XML and Web Services In The News - 08 September 2005
SSO: The Holy Grail of SOA
Alice LaPlante, SOA Pipeline
SAML (Security Assertion Markup Language) was in the spotlight again last week. An XML-based framework developed by OASIS Security Services Technical Committee, SAML allows companies to securely and automatically share identity information on the Web. Computer Associates announced its plans to use SAML 2.0 with eTrust SiteMinder, its Web access management product. The access management support eliminates the need to re-authenticate at each site; the product will thus allow customers to federate as identity providers or as service providers with multiple partners. SAML 2.0 is important because it represents the coming together of two important SSO standards efforts. After all, as recently as this past winter, various groups were working on competing standards, including SAML 1.x, the Liberty Alliance's ID-FF, Internet2's Shibboleth, and Microsoft's Passport. The Liberty Alliance and Internet2 chose to provide input to the latest version of SAML and help consolidate the standards into SAML 2.0
See also: SAML references
End Users to Gain Voice in SOA Blueprints
Vance McCarthy, Integration Developer News
Finally, it appears that enterprise end users will get their chance to influence the creation of SOA Blueprints for the real world. IDN here examines the results of the first OASIS meeting, where vendors of products and services will now work closely with leading enterprise end user firms in banking, manufacturing and other sectors. Discussions of SOA (Service Oriented Architecture) are about the leave the world of vendor-speak and enter the real world. Or at least that's the hope, as OASIS held its first meeting of the newly-formed SOA Adoption Blueprints technical committee last week. OASIS SOA Adoption Blueprints TC will seek to define J2EE and .NET neutral patterns or recipes for how end user companies can build SOA projects for their internal enterprise, as well as for B2B integrations.
See also: SOA Blueprints
CA Patents Made Available to Open-Source Community
Chris Preimesberger, eWEEK
Computer Associates, which up until a year ago had no visible involvement in the open-source software world, Wednesday promised the open-source community free access to software covered by 14 of its US patents, including graphical display of data, methods of multiplexing data transmissions and a way to automate network-wide surveillance. The New York-based Computer Associates International Inc. also announced a long-term, patent cross-license agreement with partner IBM, which opened about 500 of its own software and hardware patents in January. In making the announcement, CA joined Big Blue in creating what it called an industrywide "patent commons," in which patents are pledged royalty-free to further innovation in areas of broad interest to developers. The patents covered by CA on Wednesday address a variety of software and components and can be used in a full range of open source projects. The IBM-CA "patent commons" library being built with these new additions should not be confused with the Open Source Development Labs' (OSDL) recently established patent commons, which was announced last month at LinuxWorld.

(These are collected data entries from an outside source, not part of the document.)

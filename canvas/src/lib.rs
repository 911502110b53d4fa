//! Sky chart engine: constellation projection, viewport and input handling.
//!
//! This crate is compiled to WebAssembly and runs in the browser. It owns the
//! full lifecycle of one chart session: centering the projection on the
//! selected figure, mapping stars through the zoom/pan camera, breaking lines
//! at the RA seam, hit-testing stars under the pointer, and drawing the result.
//! The host JavaScript layer only wires DOM events to the engine and acts on
//! the returned [`engine::Action`]s (animation frames, tooltip, cursor).
//!
//! ## Module layout
//!
//! | Module | Role |
//! |--------|------|
//! | [`engine`] | Top-level engine and testable [`engine::EngineCore`] |
//! | [`sky`] | Star catalog and constellation figure types |
//! | [`angle`] | Circular mean and RA wrap arithmetic |
//! | [`center`] | Per-figure projection center |
//! | [`projection`] | Equirectangular projection into base and screen space |
//! | [`camera`] | Anchored zoom/pan camera and coordinate conversions |
//! | [`segments`] | Seam-breaking path construction and star markers |
//! | [`hit`] | Hit-testing projected stars |
//! | [`input`] | Input event types and the gesture state machine |
//! | [`frame`] | Redraw coalescing |
//! | [`render`] | Canvas 2D drawing |
//! | [`consts`] | Shared numeric constants (scale limits, hit radii, etc.) |

pub mod angle;
pub mod camera;
pub mod center;
pub mod consts;
pub mod engine;
pub mod frame;
pub mod hit;
pub mod input;
pub mod projection;
pub mod render;
pub mod segments;
pub mod sky;
//! Rendering: draws one figure path to a 2D context.
//!
//! This module is the only place that touches [`web_sys::CanvasRenderingContext2d`].
//! Everything it draws is already in screen space; the camera and projection
//! were applied when the [`FigurePath`] was built.
//!
//! All fallible `Canvas2D` calls propagate errors via `Result<(), JsValue>`.
//! The top-level caller ([`crate::engine::Engine::frame`]) handles the result.

use std::f64::consts::TAU;

use wasm_bindgen::JsValue;
use web_sys::CanvasRenderingContext2d;

use crate::segments::{FigurePath, PathCommand, StarMarker};

const BACKGROUND: &str = "#0b1020";
const LINE_COLOR: &str = "#44f";
const LINE_WIDTH_PX: f64 = 1.5;
const STAR_COLOR: &str = "#fff";

/// Clear the viewport and draw `path`: strokes first, markers on top.
///
/// `viewport_w` and `viewport_h` are in CSS pixels. `dpr` is the device pixel ratio.
///
/// # Errors
///
/// Returns `Err` if any `Canvas2D` call fails (e.g. invalid context state).
pub fn draw(
    ctx: &CanvasRenderingContext2d,
    path: &FigurePath,
    viewport_w: f64,
    viewport_h: f64,
    dpr: f64,
) -> Result<(), JsValue> {
    ctx.set_transform(dpr, 0.0, 0.0, dpr, 0.0, 0.0)?;
    ctx.clear_rect(0.0, 0.0, viewport_w, viewport_h);
    ctx.set_fill_style_str(BACKGROUND);
    ctx.fill_rect(0.0, 0.0, viewport_w, viewport_h);

    draw_lines(ctx, &path.commands);
    for marker in &path.markers {
        draw_marker(ctx, marker)?;
    }
    Ok(())
}

fn draw_lines(ctx: &CanvasRenderingContext2d, commands: &[PathCommand]) {
    if commands.is_empty() {
        return;
    }
    ctx.set_stroke_style_str(LINE_COLOR);
    ctx.set_line_width(LINE_WIDTH_PX);
    ctx.set_line_join("round");

    // One path for the whole figure; a MoveTo lifts the pen, so seam breaks
    // and segment boundaries cost nothing extra.
    ctx.begin_path();
    for cmd in commands {
        match *cmd {
            PathCommand::MoveTo(p) => ctx.move_to(p.x, p.y),
            PathCommand::LineTo(p) => ctx.line_to(p.x, p.y),
        }
    }
    ctx.stroke();
}

fn draw_marker(ctx: &CanvasRenderingContext2d, marker: &StarMarker) -> Result<(), JsValue> {
    ctx.set_fill_style_str(STAR_COLOR);
    ctx.begin_path();
    ctx.arc(marker.center.x, marker.center.y, marker.radius, 0.0, TAU)?;
    ctx.fill();
    Ok(())
}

See also: CA's Non-Assertion Statement
OASIS Standardizes Emergency Data Exchange Language (EDXL) Specifications.
XML Cover Pages
The OASIS Emergency Management TC has advanced two specifications toward standardization, and commences work on a third XML-related standard for messaging within the Emergency Data Exchange Language (EDXL) suite. CAP v1.1 defines a simple/general format for exchanging all-hazard emergency alerts and public warnings over any network. The EDXL Distribution Element spec standardizes a message distribution framework for data sharing across emergency information systems.